Instructions to follow. Nothing in the records that follow should differ once you have copied them out.

Given records.
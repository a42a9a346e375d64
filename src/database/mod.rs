//! Database module
//!
//! This module handles database connections and operations

pub mod connection;
pub mod repositories;
pub mod service;

// Re-export commonly used database components
pub use connection::{create_pool, health_check, run_migrations, DatabasePool};
pub use repositories::{
    BudgetRepository, EventRepository, GalleryRepository, GuestRepository, SongRepository,
    TableRepository, WishlistRepository,
};
pub use service::DatabaseService;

Solution for this problem.
repository a42a9a346e375d64
filename src/database/mod.rs
//! Database module
//!
//! This module handles database connections and operations

pub mod connection;
pub mod repositories;
pub mod service;

// Re-export commonly used database components
pub use connection::{create_pool, health_check, run_migrations, DatabasePool};
pub use repositories::{
    BudgetRepository, EventRepository, GalleryRepository, GuestRepository, SongRepository,
    TableRepository, WishlistRepository,
};
pub use service::DatabaseService;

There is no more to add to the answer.